+++ Extracted entries

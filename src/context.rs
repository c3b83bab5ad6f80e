//! Per-process engine context.
//!
//! Everything the engine needs at runtime hangs off one explicitly-passed
//! [`SyncContext`]; there is no process-global state. Construct it once at
//! startup and hand clones to whatever needs it.

use std::sync::Arc;

use crate::adapter::DataAdapter;
use crate::bus::Broker;
use crate::config::Config;
use crate::storage::Database;

/// Shared handles to the configured tiers.
#[derive(Clone)]
pub struct SyncContext {
    pub config: Arc<Config>,
    pub database: Arc<dyn Database>,
    pub broker: Arc<dyn Broker>,
    pub adapter: Arc<dyn DataAdapter>,
}

impl SyncContext {
    pub fn new(
        config: Config,
        database: Arc<dyn Database>,
        broker: Arc<dyn Broker>,
        adapter: Arc<dyn DataAdapter>,
    ) -> Self {
        Self {
            config: Arc::new(config),
            database,
            broker,
            adapter,
        }
    }

    /// Wire up the context from configuration: adapter, durable store and
    /// cache/bus tier, in that order.
    #[cfg(all(feature = "sqlite", feature = "redis"))]
    pub async fn initialize(
        config: Config,
    ) -> std::result::Result<Self, Box<dyn std::error::Error>> {
        let adapter = crate::adapter::init_adapter(&config.serialization);
        let database = crate::storage::init_storage(&config, Arc::clone(&adapter)).await?;
        let broker = crate::utils::bootstrap::connect_with_retry("cache", &config.cache.url, || {
            crate::bus::init_broker(&config)
        })
        .await?;
        Ok(Self::new(config, database, broker, adapter))
    }
}
impl Synchronizer {
    pub fn new(ctx: SyncContext) -> Self {
        Self {
            ctx,
            states: Mutex::new(HashMap::new()),
            players: RwLock::new(HashMap::new()),
            hook: RwLock::new(None),
        }
    }

    /// Attach this synchronizer to the bus so it can answer data requests
    /// and receive pushed updates.
    pub async fn start(self: &Arc<Self>) -> crate::bus::Result<()> {
        self.ctx
            .broker
            .subscribe(Arc::clone(self) as Arc<dyn BusHandler>)
            .await
    }

    /// Install the pre-apply hook.
    pub async fn set_hook(&self, hook: SyncHook) {
        *self.hook.write().await = Some(hook);
    }

    /// Current sync state for a user, if any.
    pub async fn state(&self, user: Uuid) -> Option<SyncState> {
        self.states.lock().await.get(&user).copied()
    }

    /// Handle a player joining this process: lock, resolve the freshest
    /// snapshot across the tiers, run the pre-apply hook, apply.
    pub async fn sync_apply(&self, player: Arc<dyn PlayerHandle>) -> Result<()> {
        let uuid = player.uuid();
        {
            let mut states = self.states.lock().await;
            if states.contains_key(&uuid) {
                warn!(user = %uuid, "Rejecting concurrent sync attempt");
                return Err(SyncError::AlreadyLocked(uuid));
            }
            states.insert(uuid, SyncState::AwaitingFetch);
        }
        self.players
            .write()
            .await
            .insert(uuid, Arc::clone(&player));

        // Identity row refresh is opportunistic; the sync itself can still
        // proceed from the cache tier if the store is briefly down
        if let Err(e) = self
            .ctx
            .database
            .ensure_user(uuid, player.username())
            .await
        {
            warn!(user = %uuid, error = %e, "Failed to refresh user row");
        }

        let snapshot = match self.resolve_snapshot(uuid).await {
            Ok(snapshot) => snapshot,
            Err(e) => {
                error!(user = %uuid, error = %e, "Snapshot resolution failed");
                self.states.lock().await.insert(uuid, SyncState::Failed);
                self.notify(&player, SYNC_FAILED_NOTICE).await;
                return Err(e);
            }
        };

        let snapshot = {
            let hook = self.hook.read().await.clone();
            match hook {
                Some(hook) => match hook(snapshot) {
                    Decision::Proceed(snapshot) => snapshot,
                    Decision::Cancel => {
                        debug!(user = %uuid, "Sync cancelled by pre-apply hook");
                        self.states.lock().await.remove(&uuid);
                        self.players.write().await.remove(&uuid);
                        return Err(SyncError::Vetoed);
                    }
                },
                None => snapshot,
            }
        };

        match self.apply_snapshot(&player, &snapshot).await {
            Ok(()) => {
                self.states.lock().await.insert(uuid, SyncState::Synced);
                info!(
                    user = %uuid,
                    version = %snapshot.id(),
                    default = snapshot.is_default(),
                    "Sync complete"
                );
                self.notify(&player, SYNC_COMPLETE_NOTICE).await;
                Ok(())
            }
            Err(e) => {
                warn!(
                    user = %uuid,
                    version = %snapshot.id(),
                    cause = %snapshot.save_cause(),
                    error = %e,
                    "Sync apply failed"
                );
                self.states.lock().await.insert(uuid, SyncState::Failed);
                self.notify(&player, SYNC_FAILED_NOTICE).await;
                Err(SyncError::Apply(e))
            }
        }
    }

    /// Capture the player's enabled sections and persist them.
    ///
    /// The store write is unconditional; cache and bus propagation
    /// afterwards is best-effort and never fails the save.
    pub async fn sync_save(&self, player: Arc<dyn PlayerHandle>, cause: SaveCause) -> Result<()> {
        let uuid = player.uuid();
        match self.state(uuid).await {
            Some(SyncState::Synced) => {}
            _ => {
                warn!(user = %uuid, cause = %cause, "Skipping save for unsynced user");
                return Err(SyncError::AlreadyLocked(uuid));
            }
        }

        let sections = self.capture_sections(&player).await?;
        let snapshot = Snapshot::builder(uuid)
            .save_cause(cause)
            .sections(sections)
            .build();
        let packed = self.ctx.adapter.to_bytes(&snapshot)?;

        if let Err(e) = self.ctx.database.save_snapshot(&snapshot).await {
            error!(user = %uuid, cause = %cause, error = %e, "Snapshot save failed");
            return Err(e.into());
        }
        debug!(
            user = %uuid,
            version = %snapshot.id(),
            cause = %cause,
            bytes = packed.len(),
            "Snapshot saved"
        );

        self.propagate(uuid, cause, &packed).await;
        Ok(())
    }

    /// Handle a player leaving this process: save if synced, then release.
    pub async fn handle_quit(&self, player: Arc<dyn PlayerHandle>) {
        let uuid = player.uuid();
        if let Err(e) = self.sync_save(Arc::clone(&player), SaveCause::Disconnect).await {
            warn!(user = %uuid, error = %e, "Quit save skipped or failed");
        }
        self.states.lock().await.remove(&uuid);
        self.players.write().await.remove(&uuid);
    }

    /// Capture a death-time snapshot when configured to.
    pub async fn handle_death(&self, player: Arc<dyn PlayerHandle>) {
        if !self.ctx.config.synchronization.save_on_death {
            return;
        }
        let uuid = player.uuid();
        if let Err(e) = self.sync_save(player, SaveCause::Death).await {
            warn!(user = %uuid, error = %e, "Death save failed");
        }
    }

    /// Save every synced player ahead of process shutdown.
    pub async fn shutdown(&self) {
        let players: Vec<Arc<dyn PlayerHandle>> =
            self.players.read().await.values().cloned().collect();
        info!(players = players.len(), "Saving all players for shutdown");
        for player in players {
            let uuid = player.uuid();
            if let Err(e) = self.sync_save(player, SaveCause::ServerShutdown).await {
                warn!(user = %uuid, error = %e, "Shutdown save failed");
            }
        }
    }

    /// Latest known snapshot for a user who may be offline anywhere on the
    /// network. Serves editor tooling and API reads from the long-TTL cache
    /// when possible, falling back to the store.
    pub async fn latest_snapshot(&self, user: Uuid) -> Result<Option<Snapshot>> {
        match self.ctx.broker.get_cached_latest(user).await {
            Ok(Some(bytes)) => match self.ctx.adapter.from_bytes(&bytes) {
                Ok(snapshot) => return Ok(Some(snapshot)),
                Err(e) => {
                    warn!(user = %user, error = %e, "Discarding undecodable cached snapshot")
                }
            },
            Ok(None) => {}
            Err(e) => warn!(user = %user, error = %e, "Snapshot cache read failed"),
        }
        Ok(self.ctx.database.get_latest_snapshot(user).await?)
    }

    /// Walk the tiers for the freshest snapshot: consumable handoff key,
    /// switch-marker re-poll, live bus request, durable store, and finally
    /// an empty default for brand-new users.
    ///
    /// Cache/bus tier failures degrade to the next tier; a durable-store
    /// failure is terminal, since falling back to a default snapshot there
    /// would hand a seasoned user a blank slate.
    async fn resolve_snapshot(&self, user: Uuid) -> Result<Snapshot> {
        if let Some(snapshot) = self.consume_cached(user).await {
            debug!(user = %user, "Resolved from handoff cache");
            return Ok(snapshot);
        }

        match self.ctx.broker.consume_server_switch(user).await {
            Ok(true) => {
                // The previous server marked a transfer; its data should
                // land in the handoff key any moment now
                for _ in 0..SWITCH_POLL_ATTEMPTS {
                    tokio::time::sleep(SWITCH_POLL_INTERVAL).await;
                    if let Some(snapshot) = self.consume_cached(user).await {
                        debug!(user = %user, "Resolved from handoff cache after switch wait");
                        return Ok(snapshot);
                    }
                }
                debug!(user = %user, "Switch marker set but no data arrived");
            }
            Ok(false) => {}
            Err(e) => warn!(user = %user, error = %e, "Switch marker check failed"),
        }

        match self.ctx.broker.request_user_data(user).await {
            Ok(Some(bytes)) => match self.ctx.adapter.from_bytes(&bytes) {
                Ok(snapshot) => {
                    debug!(user = %user, "Resolved from live bus request");
                    return Ok(snapshot);
                }
                Err(e) => warn!(user = %user, error = %e, "Discarding undecodable bus reply"),
            },
            Ok(None) => {}
            Err(e) => warn!(user = %user, error = %e, "Bus data request failed"),
        }

        if let Some(snapshot) = self.ctx.database.get_latest_snapshot(user).await? {
            debug!(user = %user, version = %snapshot.id(), "Resolved from durable store");
            return Ok(snapshot);
        }

        info!(user = %user, "No stored data; applying default snapshot");
        Ok(Snapshot::default_for(user))
    }

    /// Consume the short-TTL handoff key, tolerating corrupt entries.
    async fn consume_cached(&self, user: Uuid) -> Option<Snapshot> {
        match self.ctx.broker.consume_user_data(user).await {
            Ok(Some(bytes)) => match self.ctx.adapter.from_bytes(&bytes) {
                Ok(snapshot) => Some(snapshot),
                Err(e) => {
                    warn!(user = %user, error = %e, "Discarding undecodable handoff entry");
                    None
                }
            },
            Ok(None) => None,
            Err(e) => {
                warn!(user = %user, error = %e, "Handoff cache read failed");
                None
            }
        }
    }

    /// Apply every enabled section of a snapshot to the live player,
    /// concurrently. Sections disabled on this process are skipped even if
    /// another server captured them.
    async fn apply_snapshot(
        &self,
        player: &Arc<dyn PlayerHandle>,
        snapshot: &Snapshot,
    ) -> std::result::Result<(), ApplyError> {
        let features = &self.ctx.config.synchronization.features;
        let applies = snapshot
            .data()
            .iter()
            .filter(|(key, _)| features.enabled(key))
            .map(|(_, section)| player.apply_section(section));
        try_join_all(applies).await?;
        Ok(())
    }

    /// Capture the player's enabled sections concurrently.
    ///
    /// Dead players optionally keep their item sections out of the capture,
    /// so a death-time or disconnect-while-dead snapshot records the emptied
    /// inventory state instead of resurrecting dropped items.
    async fn capture_sections(&self, player: &Arc<dyn PlayerHandle>) -> Result<Vec<Section>> {
        let sync_config = &self.ctx.config.synchronization;
        let skip_items =
            player.is_dead().await && !sync_config.save_dead_player_inventories;

        let mut keys: Vec<SectionKey> = SectionKey::STANDARD
            .iter()
            .filter(|key| sync_config.features.enabled(key))
            .cloned()
            .collect();
        if sync_config.features.persistent_data {
            keys.extend(player.custom_section_keys().await);
        }
        if skip_items {
            keys.retain(|key| {
                !matches!(key, SectionKey::Inventory | SectionKey::EnderChest)
            });
        }

        let captures = keys.iter().map(|key| player.snapshot_section(key));
        let sections = try_join_all(captures).await?;
        Ok(sections.into_iter().flatten().collect())
    }

    /// Push a freshly-saved snapshot out to the rest of the cluster. Every
    /// step is best-effort.
    async fn propagate(&self, user: Uuid, cause: SaveCause, packed: &[u8]) {
        let broker = &self.ctx.broker;
        if cause == SaveCause::Disconnect {
            // Marker first, so a server the user is joining right now knows
            // to wait for the handoff key instead of reading a stale row
            if let Err(e) = broker.set_server_switch(user).await {
                warn!(user = %user, error = %e, "Failed to set switch marker");
            }
        }
        if let Err(e) = broker.set_user_data(user, packed).await {
            warn!(user = %user, error = %e, "Failed to set handoff key");
        }
        if let Err(e) = broker.cache_latest(user, packed).await {
            warn!(user = %user, error = %e, "Failed to refresh snapshot cache");
        }
        if let Err(e) = broker.publish_update(user, packed).await {
            warn!(user = %user, error = %e, "Failed to publish update");
        }
    }

    async fn notify(&self, player: &Arc<dyn PlayerHandle>, message: &str) {
        let slot = self.ctx.config.synchronization.notification_display_slot;
        if slot != NotifySlot::None {
            player.send_notification(slot, message).await;
        }
    }
}
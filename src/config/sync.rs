//! Synchronization behavior configuration.

use serde::Deserialize;

use crate::snapshot::SectionKey;

/// Synchronization configuration.
#[derive(Debug, Clone, Deserialize)]
#[serde(default)]
pub struct SyncConfig {
    /// Unpinned snapshots retained per user; older ones rotate out.
    pub max_user_data_snapshots: u32,
    /// Expected cross-server network hop latency. Bounds how long a joining
    /// server waits for another process to answer a data request.
    pub network_latency_milliseconds: u64,
    /// Capture a snapshot when a player dies.
    pub save_on_death: bool,
    /// Record inventory/ender chest contents for dead players. When false,
    /// death-time and disconnect-while-dead captures omit both sections.
    pub save_dead_player_inventories: bool,
    /// Where sync completion/failure notices are shown.
    pub notification_display_slot: NotifySlot,
    /// Which data sections are synchronized network-wide.
    pub features: FeaturesConfig,
}

impl Default for SyncConfig {
    fn default() -> Self {
        Self {
            max_user_data_snapshots: 16,
            network_latency_milliseconds: 500,
            save_on_death: false,
            save_dead_player_inventories: true,
            notification_display_slot: NotifySlot::ActionBar,
            features: FeaturesConfig::default(),
        }
    }
}

/// Where user-visible sync notices are displayed.
#[derive(Debug, Clone, Copy, Default, PartialEq, Eq, Deserialize)]
#[serde(rename_all = "lowercase")]
pub enum NotifySlot {
    Chat,
    #[default]
    ActionBar,
    None,
}

/// Per-section enablement flags.
///
/// A disabled section is neither captured nor applied anywhere on the
/// network, producing partial snapshots.
#[derive(Debug, Clone, Deserialize)]
#[serde(default)]
pub struct FeaturesConfig {
    pub inventory: bool,
    pub ender_chest: bool,
    pub vitals: bool,
    pub experience: bool,
    pub potion_effects: bool,
    pub advancements: bool,
    pub statistics: bool,
    pub location: bool,
    /// Plugin-registered custom sections.
    pub persistent_data: bool,
}

impl Default for FeaturesConfig {
    fn default() -> Self {
        Self {
            inventory: true,
            ender_chest: true,
            vitals: true,
            experience: true,
            potion_effects: true,
            advancements: true,
            statistics: true,
            location: false,
            persistent_data: true,
        }
    }
}

impl FeaturesConfig {
    pub fn enabled(&self, key: &SectionKey) -> bool {
        match key {
            SectionKey::Inventory => self.inventory,
            SectionKey::EnderChest => self.ender_chest,
            SectionKey::Vitals => self.vitals,
            SectionKey::Experience => self.experience,
            SectionKey::PotionEffects => self.potion_effects,
            SectionKey::Advancements => self.advancements,
            SectionKey::Statistics => self.statistics,
            SectionKey::Location => self.location,
            SectionKey::Custom(_) => self.persistent_data,
        }
    }
}

/// Snapshot packing configuration.
#[derive(Debug, Clone, Deserialize)]
#[serde(default)]
pub struct SerializationConfig {
    /// Gzip-compress packed snapshots.
    pub compress: bool,
}

impl Default for SerializationConfig {
    fn default() -> Self {
        Self { compress: true }
    }
}

#[cfg(test)]
mod tests {
    use super::*;

    #[test]
    fn test_sync_config_default() {
        let config = SyncConfig::default();
        assert_eq!(config.max_user_data_snapshots, 16);
        assert_eq!(config.notification_display_slot, NotifySlot::ActionBar);
        assert!(config.save_dead_player_inventories);
        assert!(!config.save_on_death);
    }

    #[test]
    fn test_features_default_gating() {
        let features = FeaturesConfig::default();
        assert!(features.enabled(&SectionKey::Inventory));
        assert!(!features.enabled(&SectionKey::Location));
        assert!(features.enabled(&SectionKey::Custom("myplugin:homes".to_string())));
    }
}
//! Opaque thread handles.

use core::fmt;
use std::sync::Arc;

use crate::mailbox::Mailbox;

/// A handle addressing exactly one mailbox.
///
/// `Tid` is cheap to clone, freely passed inside messages, and remains
/// valid after the referenced thread has terminated — sends then become
/// no-ops into the closed mailbox. Equality and hashing are identity of
/// the referenced mailbox.
///
/// Handles are intrinsically shareable across threads even though they
/// reference shared state: the mailbox is the one sanctioned
/// synchronization point, so `Tid` is `Send + Sync` by construction.
#[derive(Clone)]
pub struct Tid {
    mbox: Arc<Mailbox>,
}

impl Tid {
    pub(crate) fn new(mbox: Arc<Mailbox>) -> Self {
        Self { mbox }
    }

    pub(crate) fn mailbox(&self) -> &Mailbox {
        &self.mbox
    }

    /// Stable numeric id of the referenced mailbox, for log correlation.
    #[must_use]
    pub fn id(&self) -> u64 {
        self.mbox.id()
    }
}

impl PartialEq for Tid {
    fn eq(&self, other: &Self) -> bool {
        Arc::ptr_eq(&self.mbox, &other.mbox)
    }
}

impl Eq for Tid {}

// Ordering by mailbox id is consistent with identity equality: ids are
// unique per mailbox. Handles order deterministically in link sets.
impl PartialOrd for Tid {
    fn partial_cmp(&self, other: &Self) -> Option<std::cmp::Ordering> {
        Some(self.cmp(other))
    }
}

impl Ord for Tid {
    fn cmp(&self, other: &Self) -> std::cmp::Ordering {
        self.mbox.id().cmp(&other.mbox.id())
    }
}

impl std::hash::Hash for Tid {
    fn hash<H: std::hash::Hasher>(&self, state: &mut H) {
        self.mbox.id().hash(state);
    }
}

impl fmt::Debug for Tid {
    fn fmt(&self, f: &mut fmt::Formatter<'_>) -> fmt::Result {
        write!(f, "Tid({})", self.mbox.id())
    }
}

impl fmt::Display for Tid {
    fn fmt(&self, f: &mut fmt::Formatter<'_>) -> fmt::Result {
        write!(f, "T{}", self.mbox.id())
    }
}

#[cfg(test)]
mod tests {
    use super::*;
    use crate::sync::Signal;

    fn fresh() -> Tid {
        Tid::new(Arc::new(Mailbox::new(Signal::thread(), Signal::thread())))
    }

    #[test]
    fn clones_are_equal_distinct_handles_are_not() {
        let a = fresh();
        let b = a.clone();
        let c = fresh();
        assert_eq!(a, b);
        assert_ne!(a, c);
    }

    #[test]
    fn display_uses_mailbox_id() {
        let a = fresh();
        assert_eq!(format!("{a}"), format!("T{}", a.id()));
        assert_eq!(format!("{a:?}"), format!("Tid({})", a.id()));
    }

    #[test]
    fn ids_are_unique_and_monotone() {
        let a = fresh();
        let b = fresh();
        assert!(b.id() > a.id());
    }
}
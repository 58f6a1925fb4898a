//! Process-wide name registry.
//!
//! A single mutex guards the whole registry: one map from name to handle
//! and a reverse index so a terminating thread can drop all of its names
//! in one sweep. Maps are `BTreeMap`s, keeping iteration deterministic.

use std::collections::BTreeMap;

use parking_lot::Mutex;

use crate::tid::Tid;
use crate::tracing_compat::trace;

struct Registry {
    by_name: BTreeMap<String, Tid>,
    /// Reverse index keyed by mailbox id.
    names_of: BTreeMap<u64, Vec<String>>,
}

static REGISTRY: Mutex<Registry> = Mutex::new(Registry {
    by_name: BTreeMap::new(),
    names_of: BTreeMap::new(),
});

/// Binds `name` to `tid`.
///
/// Returns false (and binds nothing) when the name is already taken or
/// the thread behind `tid` has terminated. A thread may hold any number
/// of names; all of them are dropped when it terminates.
pub fn register(name: impl Into<String>, tid: &Tid) -> bool {
    let name = name.into();
    if tid.mailbox().is_closed() {
        return false;
    }
    let mut registry = REGISTRY.lock();
    if registry.by_name.contains_key(&name) {
        return false;
    }
    trace!(name = %name, tid = %tid, "registered name");
    registry.by_name.insert(name.clone(), tid.clone());
    registry.names_of.entry(tid.id()).or_default().push(name);
    true
}

/// Removes a name binding. Returns false when the name was not bound.
pub fn unregister(name: &str) -> bool {
    let mut registry = REGISTRY.lock();
    let Some(tid) = registry.by_name.remove(name) else {
        return false;
    };
    if let Some(names) = registry.names_of.get_mut(&tid.id()) {
        names.retain(|n| n != name);
        if names.is_empty() {
            registry.names_of.remove(&tid.id());
        }
    }
    true
}

/// Looks a name up.
#[must_use]
pub fn locate(name: &str) -> Option<Tid> {
    REGISTRY.lock().by_name.get(name).cloned()
}

/// Drops every name bound to `tid`. Called during thread teardown.
pub(crate) fn unregister_all(tid: &Tid) {
    let mut registry = REGISTRY.lock();
    if let Some(names) = registry.names_of.remove(&tid.id()) {
        trace!(tid = %tid, count = names.len(), "dropping registered names");
        for name in names {
            registry.by_name.remove(&name);
        }
    }
}

#[cfg(test)]
mod tests {
    use super::*;
    use crate::mailbox::Mailbox;
    use crate::sync::Signal;
    use std::sync::Arc;

    fn fresh() -> Tid {
        Tid::new(Arc::new(Mailbox::new(Signal::thread(), Signal::thread())))
    }

    /// Names are namespaced per test: the registry is process-global and
    /// unit tests share the process.
    #[test]
    fn register_locate_unregister() {
        let tid = fresh();
        assert!(register("registry::basic", &tid));
        assert_eq!(locate("registry::basic"), Some(tid));
        assert!(unregister("registry::basic"));
        assert_eq!(locate("registry::basic"), None);
        assert!(!unregister("registry::basic"));
    }

    #[test]
    fn duplicate_name_is_refused() {
        let a = fresh();
        let b = fresh();
        assert!(register("registry::dup", &a));
        assert!(!register("registry::dup", &b));
        assert_eq!(locate("registry::dup"), Some(a));
        unregister("registry::dup");
    }

    #[test]
    fn closed_mailbox_cannot_be_registered() {
        let tid = fresh();
        tid.mailbox().close(|_| {});
        assert!(!register("registry::closed", &tid));
    }

    #[test]
    fn unregister_all_sweeps_every_alias() {
        let tid = fresh();
        assert!(register("registry::alias-a", &tid));
        assert!(register("registry::alias-b", &tid));
        unregister_all(&tid);
        assert_eq!(locate("registry::alias-a"), None);
        assert_eq!(locate("registry::alias-b"), None);
    }
}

++++++

Among the records above, find each line containing the string "while" and copy it.

    /// so a death-time or disconnect-while-dead snapshot records the emptied
    /// death-time and disconnect-while-dead captures omit both sections.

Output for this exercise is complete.